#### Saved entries
════

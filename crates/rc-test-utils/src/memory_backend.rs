//! In-memory `RoomBackend` for Room Coordinator tests.
//!
//! Rows live behind one mutex. Every mutation pushes a `ChangeEvent` to the
//! subscriptions whose filters cover the table, so presence tests see the same
//! push-then-reload flow a remote store produces.
//!
//! # Example
//!
//! ```rust,ignore
//! use rc_test_utils::{BackendOp, InMemoryBackend, TestRoom};
//!
//! let backend = InMemoryBackend::new()
//!     .with_room(TestRoom::new(&creator).build())
//!     .with_failure(BackendOp::InsertParticipant);
//!
//! assert_eq!(backend.subscribe_calls(), 0);
//! ```

use async_trait::async_trait;
use chrono::{DateTime, Utc};
use room_coordinator::backend::{
    ChangeEvent, ChangeFeed, ChangeFilter, ChangeKind, ChangeTable, RoomBackend, SubscriptionId,
};
use room_coordinator::errors::CoordinatorError;
use room_coordinator::models::{NewRoom, Participant, Room, RoomId, UserId};
use std::collections::{HashMap, HashSet};
use std::sync::{Arc, Mutex};
use tokio::sync::mpsc;

/// Change feed buffer per subscription.
const FEED_BUFFER: usize = 256;

/// Backend operations that can be made to fail.
#[derive(Debug, Clone, Copy, PartialEq, Eq, Hash)]
pub enum BackendOp {
    InsertRoom,
    GetRoom,
    ListActiveRooms,
    CloseRoom,
    FindParticipant,
    InsertParticipant,
    DeleteParticipant,
    ListParticipants,
    CountParticipants,
    SetParticipantMuted,
    Subscribe,
}

#[derive(Debug)]
struct Subscription {
    tables: Vec<ChangeTable>,
    sender: mpsc::Sender<ChangeEvent>,
}

#[derive(Debug, Default)]
struct Inner {
    /// Rooms in insertion order.
    rooms: Vec<Room>,
    /// Participants in join order.
    participants: Vec<Participant>,
    subscriptions: HashMap<u64, Subscription>,
    next_subscription_id: u64,
    failures: HashSet<BackendOp>,
    subscribe_calls: usize,
    unsubscribe_calls: usize,
    list_active_rooms_calls: usize,
    /// Yield to the scheduler before every backend call.
    interleave: bool,
}

impl Inner {
    fn check(&self, op: BackendOp) -> Result<(), CoordinatorError> {
        if self.failures.contains(&op) {
            return Err(CoordinatorError::BackendError(format!(
                "injected failure: {op:?}"
            )));
        }
        Ok(())
    }

    fn notify(&mut self, table: ChangeTable, kind: ChangeKind, room_id: RoomId) {
        let event = ChangeEvent {
            table,
            kind,
            room_id: Some(room_id),
        };
        self.subscriptions.retain(|_, sub| {
            if !sub.tables.contains(&table) {
                return true;
            }
            // A dropped receiver ends the subscription.
            !matches!(
                sub.sender.try_send(event.clone()),
                Err(mpsc::error::TrySendError::Closed(_))
            )
        });
    }

    fn room_mut(&mut self, room_id: RoomId) -> Option<&mut Room> {
        self.rooms.iter_mut().find(|room| room.id == room_id)
    }
}

/// In-memory room store. Clones share state.
#[derive(Debug, Clone, Default)]
pub struct InMemoryBackend {
    inner: Arc<Mutex<Inner>>,
}

impl InMemoryBackend {
    #[must_use]
    pub fn new() -> Self {
        Self::default()
    }

    /// Seed a room row.
    #[must_use]
    pub fn with_room(self, room: Room) -> Self {
        self.inner.lock().unwrap().rooms.push(room);
        self
    }

    /// Seed a participant row.
    #[must_use]
    pub fn with_participant(self, participant: Participant) -> Self {
        self.inner.lock().unwrap().participants.push(participant);
        self
    }

    /// Make `op` fail until cleared.
    #[must_use]
    pub fn with_failure(self, op: BackendOp) -> Self {
        self.fail(op);
        self
    }

    /// Yield before every backend call, so concurrent callers on one runtime
    /// interleave between steps the way remote round trips do.
    #[must_use]
    pub fn with_interleaving(self) -> Self {
        self.inner.lock().unwrap().interleave = true;
        self
    }

    async fn round_trip(&self) {
        let interleave = self.inner.lock().unwrap().interleave;
        if interleave {
            tokio::task::yield_now().await;
        }
    }

    pub fn fail(&self, op: BackendOp) {
        self.inner.lock().unwrap().failures.insert(op);
    }

    pub fn clear_failures(&self) {
        self.inner.lock().unwrap().failures.clear();
    }

    pub fn room(&self, room_id: RoomId) -> Option<Room> {
        let inner = self.inner.lock().unwrap();
        inner.rooms.iter().find(|room| room.id == room_id).cloned()
    }

    pub fn rooms(&self) -> Vec<Room> {
        self.inner.lock().unwrap().rooms.clone()
    }

    pub fn participants(&self, room_id: RoomId) -> Vec<Participant> {
        let inner = self.inner.lock().unwrap();
        inner
            .participants
            .iter()
            .filter(|p| p.room_id == room_id)
            .cloned()
            .collect()
    }

    pub fn participant_rows(&self, room_id: RoomId, user_id: &UserId) -> usize {
        let inner = self.inner.lock().unwrap();
        inner
            .participants
            .iter()
            .filter(|p| p.room_id == room_id && &p.user_id == user_id)
            .count()
    }

    /// Subscriptions currently open.
    pub fn active_subscriptions(&self) -> usize {
        self.inner.lock().unwrap().subscriptions.len()
    }

    pub fn subscribe_calls(&self) -> usize {
        self.inner.lock().unwrap().subscribe_calls
    }

    pub fn unsubscribe_calls(&self) -> usize {
        self.inner.lock().unwrap().unsubscribe_calls
    }

    /// Number of `list_active_rooms` calls, i.e. presence resyncs.
    pub fn list_active_rooms_calls(&self) -> usize {
        self.inner.lock().unwrap().list_active_rooms_calls
    }

    /// Push a change event without touching any row.
    pub fn emit_change(&self, table: ChangeTable, kind: ChangeKind, room_id: RoomId) {
        self.inner.lock().unwrap().notify(table, kind, room_id);
    }
}

#[async_trait]
impl RoomBackend for InMemoryBackend {
    async fn insert_room(&self, room: NewRoom) -> Result<Room, CoordinatorError> {
        self.round_trip().await;
        let mut inner = self.inner.lock().unwrap();
        inner.check(BackendOp::InsertRoom)?;

        let row = Room {
            id: RoomId::new_v4(),
            creator_id: room.creator_id,
            name: room.name,
            is_private: room.is_private,
            is_active: true,
            audio_active: false,
            created_at: Utc::now(),
            closed_at: None,
        };
        inner.rooms.push(row.clone());
        inner.notify(ChangeTable::Rooms, ChangeKind::Insert, row.id);

        Ok(row)
    }

    async fn get_room(&self, room_id: RoomId) -> Result<Option<Room>, CoordinatorError> {
        self.round_trip().await;
        let inner = self.inner.lock().unwrap();
        inner.check(BackendOp::GetRoom)?;
        Ok(inner.rooms.iter().find(|room| room.id == room_id).cloned())
    }

    async fn list_active_rooms(&self) -> Result<Vec<Room>, CoordinatorError> {
        self.round_trip().await;
        let mut inner = self.inner.lock().unwrap();
        inner.list_active_rooms_calls += 1;
        inner.check(BackendOp::ListActiveRooms)?;

        // Insertion order is creation order; newest first.
        Ok(inner
            .rooms
            .iter()
            .rev()
            .filter(|room| room.is_active)
            .cloned()
            .collect())
    }

    async fn close_room(
        &self,
        room_id: RoomId,
        closed_at: DateTime<Utc>,
    ) -> Result<bool, CoordinatorError> {
        self.round_trip().await;
        let mut inner = self.inner.lock().unwrap();
        inner.check(BackendOp::CloseRoom)?;

        let closed = match inner.room_mut(room_id) {
            Some(room) if room.is_active => {
                room.is_active = false;
                room.closed_at = Some(closed_at);
                true
            }
            _ => false,
        };
        if closed {
            inner.notify(ChangeTable::Rooms, ChangeKind::Update, room_id);
        }

        Ok(closed)
    }

    async fn find_participant(
        &self,
        room_id: RoomId,
        user_id: &UserId,
    ) -> Result<Option<Participant>, CoordinatorError> {
        self.round_trip().await;
        let inner = self.inner.lock().unwrap();
        inner.check(BackendOp::FindParticipant)?;
        Ok(inner
            .participants
            .iter()
            .find(|p| p.room_id == room_id && &p.user_id == user_id)
            .cloned())
    }

    async fn insert_participant(
        &self,
        participant: Participant,
    ) -> Result<Participant, CoordinatorError> {
        self.round_trip().await;
        let mut inner = self.inner.lock().unwrap();
        inner.check(BackendOp::InsertParticipant)?;

        if let Some(existing) = inner
            .participants
            .iter()
            .find(|p| p.room_id == participant.room_id && p.user_id == participant.user_id)
        {
            return Ok(existing.clone());
        }

        let room_id = participant.room_id;
        inner.participants.push(participant.clone());
        inner.notify(ChangeTable::RoomParticipants, ChangeKind::Insert, room_id);

        Ok(participant)
    }

    async fn delete_participant(
        &self,
        room_id: RoomId,
        user_id: &UserId,
    ) -> Result<bool, CoordinatorError> {
        self.round_trip().await;
        let mut inner = self.inner.lock().unwrap();
        inner.check(BackendOp::DeleteParticipant)?;

        let before = inner.participants.len();
        inner
            .participants
            .retain(|p| !(p.room_id == room_id && &p.user_id == user_id));
        let removed = inner.participants.len() < before;

        if removed {
            inner.notify(ChangeTable::RoomParticipants, ChangeKind::Delete, room_id);
        }

        Ok(removed)
    }

    async fn list_participants(
        &self,
        room_id: RoomId,
    ) -> Result<Vec<Participant>, CoordinatorError> {
        self.round_trip().await;
        let inner = self.inner.lock().unwrap();
        inner.check(BackendOp::ListParticipants)?;
        Ok(inner
            .participants
            .iter()
            .filter(|p| p.room_id == room_id)
            .cloned()
            .collect())
    }

    async fn count_participants(&self, room_id: RoomId) -> Result<usize, CoordinatorError> {
        self.round_trip().await;
        let inner = self.inner.lock().unwrap();
        inner.check(BackendOp::CountParticipants)?;
        Ok(inner
            .participants
            .iter()
            .filter(|p| p.room_id == room_id)
            .count())
    }

    async fn set_participant_muted(
        &self,
        room_id: RoomId,
        user_id: &UserId,
        is_muted: bool,
    ) -> Result<Participant, CoordinatorError> {
        self.round_trip().await;
        let mut inner = self.inner.lock().unwrap();
        inner.check(BackendOp::SetParticipantMuted)?;

        let participant = inner
            .participants
            .iter_mut()
            .find(|p| p.room_id == room_id && &p.user_id == user_id)
            .ok_or_else(|| CoordinatorError::NotFound(format!("participant {user_id}")))?;
        participant.is_muted = is_muted;
        let updated = participant.clone();

        inner.notify(ChangeTable::RoomParticipants, ChangeKind::Update, room_id);
        Ok(updated)
    }

    async fn subscribe(&self, filters: &[ChangeFilter]) -> Result<ChangeFeed, CoordinatorError> {
        self.round_trip().await;
        let mut inner = self.inner.lock().unwrap();
        inner.subscribe_calls += 1;
        inner.check(BackendOp::Subscribe)?;

        inner.next_subscription_id += 1;
        let id = inner.next_subscription_id;
        let (sender, events) = mpsc::channel(FEED_BUFFER);
        inner.subscriptions.insert(
            id,
            Subscription {
                tables: filters.iter().map(|f| f.table).collect(),
                sender,
            },
        );

        Ok(ChangeFeed {
            id: SubscriptionId(id),
            events,
        })
    }

    async fn unsubscribe(&self, id: SubscriptionId) -> Result<(), CoordinatorError> {
        self.round_trip().await;
        let mut inner = self.inner.lock().unwrap();
        inner.unsubscribe_calls += 1;
        inner.subscriptions.remove(&id.0);
        Ok(())
    }
}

════

#### WORK REQUEST
Between the first line of the entries above and the line with "Rows live behind", both included, copy every line exactly and nothing outside that range.

#### EXPECTED ANSWER
filename crates/rc-test-utils/src/memory_backend.rs
//! In-memory `RoomBackend` for Room Coordinator tests.
//!
//! Rows live behind one mutex. Every mutation pushes a `ChangeEvent` to the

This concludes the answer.